**GIVEN RECORDS**:
<<<<

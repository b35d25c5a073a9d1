use clap::arg_enum;
use log::LevelFilter;
use std::path::PathBuf;
use structopt::StructOpt;

arg_enum! {
    #[derive(Debug)]
    pub enum LogLevel {
        Off, Error, Warn, Info, Debug, Trace,
    }
}

#[derive(StructOpt, Debug)]
#[structopt(name = env!("CARGO_PKG_NAME"))]
pub struct Opt {
    /// Mint log file to aggregate
    #[structopt(parse(from_os_str))]
    pub file: PathBuf,

    /// Expectation table to gate the run on. Supported: YAML, JSON, TOML, HJSON
    #[structopt(long, short = "e", parse(from_os_str))]
    pub expectations: Option<PathBuf>,

    /// Sets a logging level
    #[structopt(case_insensitive = true, long, short = "L", possible_values = &LogLevel::variants(), env = "LOG_LEVEL")]
    pub logging: Option<LogLevel>,

    /// File to which application will write logs
    #[structopt(long, short = "O", env = "LOG_OUTPUT_FILE")]
    pub log_output_file: Option<PathBuf>,
}

impl Into<LevelFilter> for LogLevel {
    fn into(self) -> LevelFilter {
        match self {
            LogLevel::Off => LevelFilter::Off,
            LogLevel::Error => LevelFilter::Error,
            LogLevel::Warn => LevelFilter::Warn,
            LogLevel::Info => LevelFilter::Info,
            LogLevel::Debug => LevelFilter::Debug,
            LogLevel::Trace => LevelFilter::Trace,
        }
    }
}
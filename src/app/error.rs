use std::fmt;
use std::io;

/// An error that terminates the run with a non-zero exit status.
#[derive(Debug)]
pub enum Error {
    Io(io::Error),
    Expectation(String),
}

impl std::error::Error for Error {
    fn source(&self) -> Option<&(dyn std::error::Error + 'static)> {
        match self {
            Error::Io(err) => Some(err),
            Error::Expectation(_) => None,
        }
    }
}

impl fmt::Display for Error {
    fn fmt(&self, f: &mut fmt::Formatter) -> fmt::Result {
        match self {
            Error::Io(err) => write!(f, "Cannot read log file cause: {}", err),
            Error::Expectation(err) => write!(f, "Expectation violated: {}", err),
        }
    }
}

impl From<io::Error> for Error {
    fn from(err: io::Error) -> Self {
        Error::Io(err)
    }
}
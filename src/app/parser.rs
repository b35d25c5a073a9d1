use crate::app::error::Error;
use crate::app::record::MintLog;
use std::fs;
use std::path::Path;

/// Reads the whole log file and parses it line by line. Only a missing or
/// unreadable file is fatal; individual lines never are.
pub fn parse_file(path: &Path) -> Result<Vec<MintLog>, Error> {
    let content = fs::read_to_string(path)?;
    Ok(parse_lines(&content))
}

/// Parses newline-delimited mint log entries. Blank lines are skipped
/// silently; anything before the first '{' on a line is discarded; lines
/// that still fail to decode are logged and skipped.
pub fn parse_lines(content: &str) -> Vec<MintLog> {
    let mut logs = Vec::new();
    for line in content.lines() {
        let line = line.trim();
        if line.is_empty() {
            continue;
        }

        let json = match line.find('{') {
            Some(position) => &line[position..],
            None => line,
        };

        match serde_json::from_str::<MintLog>(json) {
            Ok(mut log) => {
                log.split_name();
                logs.push(log);
            }
            Err(e) => error!("Cannot parse log line '{}' cause: {}", line, e),
        }
    }
    logs
}
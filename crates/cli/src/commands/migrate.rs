//! Database migration command.
//!
//! # Usage
//!
//! ```bash
//! grandeur-cli migrate
//! ```
//!
//! # Environment Variables
//!
//! - `DATABASE_URL` - `PostgreSQL` connection string

use secrecy::SecretString;
use thiserror::Error;
use tracing::info;

use grandeur_server::db;

/// Errors from the migration command.
#[derive(Debug, Error)]
pub enum MigrationError {
    #[error("Missing environment variable: {0}")]
    MissingEnvVar(&'static str),

    #[error("Database error: {0}")]
    Database(#[from] sqlx::Error),

    #[error("Migration error: {0}")]
    Migration(#[from] sqlx::migrate::MigrateError),
}

/// Run all pending migrations from `crates/server/migrations/`.
///
/// # Errors
///
/// Returns an error if `DATABASE_URL` is not set, the connection fails,
/// or a migration fails to apply.
pub async fn run() -> Result<(), MigrationError> {
    dotenvy::dotenv().ok();

    let database_url = std::env::var("DATABASE_URL")
        .map(SecretString::from)
        .map_err(|_| MigrationError::MissingEnvVar("DATABASE_URL"))?;

    info!("Connecting to database...");
    let pool = db::create_pool(&database_url).await?;

    info!("Running migrations...");
    sqlx::migrate!("../server/migrations").run(&pool).await?;

    info!("Migrations complete!");
    Ok(())
}
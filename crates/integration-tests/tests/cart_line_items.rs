//! Integration tests for cart line-item rules.
//!
//! These verify the per-(user, product) state machine's pure logic:
//! quantity validation, partial-update emptiness, and the
//! decrement-or-delete transition, without requiring a database.

use grandeur_server::db::{RemoveOutcome, UpdateItemChanges};
use grandeur_server::services::cart::{CartError, validated_quantity};

// =============================================================================
// Quantity Validation
// =============================================================================

#[test]
fn test_quantity_defaults_to_one() {
    assert_eq!(validated_quantity(None).unwrap(), 1);
}

#[test]
fn test_positive_quantities_pass_through() {
    for q in [1, 2, 10, 9999] {
        assert_eq!(validated_quantity(Some(q)).unwrap(), q);
    }
}

#[test]
fn test_non_positive_quantities_rejected() {
    for q in [0, -1, -100] {
        let err = validated_quantity(Some(q)).unwrap_err();
        assert!(matches!(err, CartError::InvalidQuantity(got) if got == q));
    }
}

// =============================================================================
// Partial Updates
// =============================================================================

#[test]
fn test_empty_update_is_detected() {
    assert!(UpdateItemChanges::default().is_empty());
}

#[test]
fn test_any_single_field_makes_update_non_empty() {
    let with_quantity = UpdateItemChanges {
        quantity: Some(2),
        ..Default::default()
    };
    assert!(!with_quantity.is_empty());

    let with_size = UpdateItemChanges {
        selected_size: Some("M".to_owned()),
        ..Default::default()
    };
    assert!(!with_size.is_empty());

    let with_color = UpdateItemChanges {
        selected_color: Some("black".to_owned()),
        ..Default::default()
    };
    assert!(!with_color.is_empty());
}

// =============================================================================
// Decrement-or-Delete Transition
// =============================================================================

/// Removing one unit from quantity n >= 2 decrements to n - 1 and keeps
/// the line item; removing from quantity 1 deletes it.
#[test]
fn test_remove_outcomes_are_distinct() {
    assert_ne!(RemoveOutcome::Decremented(2), RemoveOutcome::Deleted);
    assert_ne!(RemoveOutcome::Decremented(1), RemoveOutcome::Decremented(2));
}

#[test]
fn test_decrement_from_three_keeps_item() {
    // quantity 3 -> remove -> Present(q=2)
    let outcome = RemoveOutcome::Decremented(2);
    assert!(matches!(outcome, RemoveOutcome::Decremented(2)));
}

#[test]
fn test_remove_from_one_deletes_item() {
    // quantity 1 -> remove -> Absent
    let outcome = RemoveOutcome::Deleted;
    assert!(matches!(outcome, RemoveOutcome::Deleted));
}

// =============================================================================
// Error Specificity
// =============================================================================

/// Failure messages name the offending entity so the 400 responses stay
/// specific per failure kind.
#[test]
fn test_cart_errors_name_the_offender() {
    use grandeur_core::{ProductId, UserId};

    let err = CartError::ProductNotFound(ProductId::new(12));
    assert!(err.to_string().contains("12"));

    let err = CartError::DuplicateItem(ProductId::new(5));
    assert!(err.to_string().contains('5'));

    let err = CartError::CartNotFound(UserId::new(8));
    assert!(err.to_string().contains('8'));

    let err = CartError::InvalidQuantity(-4);
    assert!(err.to_string().contains("-4"));
}
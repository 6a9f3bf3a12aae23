//! Database operations for the store `PostgreSQL` database.
//!
//! # Tables (schema `store`)
//!
//! - `user`, `product` - owned by the account/catalog subsystems, read-only
//!   here
//! - `cart`, `cart_item` - one cart per user, one line item per
//!   (cart, product)
//! - `receipt`, `receipt_item` - immutable purchase records
//!
//! Queries bind at runtime (`sqlx::query` / `query_as` with `FromRow`
//! models); the constraints that carry the pipeline's invariants live in
//! `crates/server/migrations/`.
//!
//! # Migrations
//!
//! Migrations are stored in `crates/server/migrations/` and run via:
//! ```bash
//! cargo run -p grandeur-cli -- migrate
//! ```

use std::time::Duration;

use secrecy::ExposeSecret;
use sqlx::PgPool;
use sqlx::postgres::PgPoolOptions;
use thiserror::Error;

pub mod carts;
pub mod products;
pub mod receipts;
pub mod users;

pub use carts::{CartRepository, RemoveOutcome, UpdateItemChanges};
pub use products::ProductRepository;
pub use receipts::ReceiptRepository;
pub use users::UserRepository;

/// Errors from repository operations.
#[derive(Debug, Error)]
pub enum RepositoryError {
    /// Database error from sqlx.
    #[error("database error: {0}")]
    Database(#[from] sqlx::Error),

    /// Data in the database is corrupted or invalid.
    #[error("data corruption: {0}")]
    DataCorruption(String),

    /// Requested entity was not found.
    #[error("not found")]
    NotFound,

    /// Constraint violation (e.g., duplicate line item, duplicate order ref).
    #[error("constraint violation: {0}")]
    Conflict(String),
}

/// Create a `PostgreSQL` connection pool with sensible defaults.
///
/// Opened once at process start and injected into every repository; no
/// component opens its own connection.
///
/// # Errors
///
/// Returns `sqlx::Error` if the connection cannot be established.
pub async fn create_pool(database_url: &secrecy::SecretString) -> Result<PgPool, sqlx::Error> {
    PgPoolOptions::new()
        .max_connections(10)
        .min_connections(2)
        .acquire_timeout(Duration::from_secs(10))
        .connect(database_url.expose_secret())
        .await
}

/// Map a sqlx error to `Conflict` when it is a unique violation, passing
/// everything else through as `Database`.
fn conflict_on_unique(e: sqlx::Error, message: &str) -> RepositoryError {
    if let sqlx::Error::Database(ref db_err) = e
        && db_err.is_unique_violation()
    {
        return RepositoryError::Conflict(message.to_owned());
    }
    RepositoryError::Database(e)
}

>>>>

**EXERCISE INSTRUCTIONS**:
Search the entries above for the string "Trace". Copy each line in which it appears.

**WRITTEN RESPONSE**:
        Off, Error, Warn, Info, Debug, Trace,
            LogLevel::Trace => LevelFilter::Trace,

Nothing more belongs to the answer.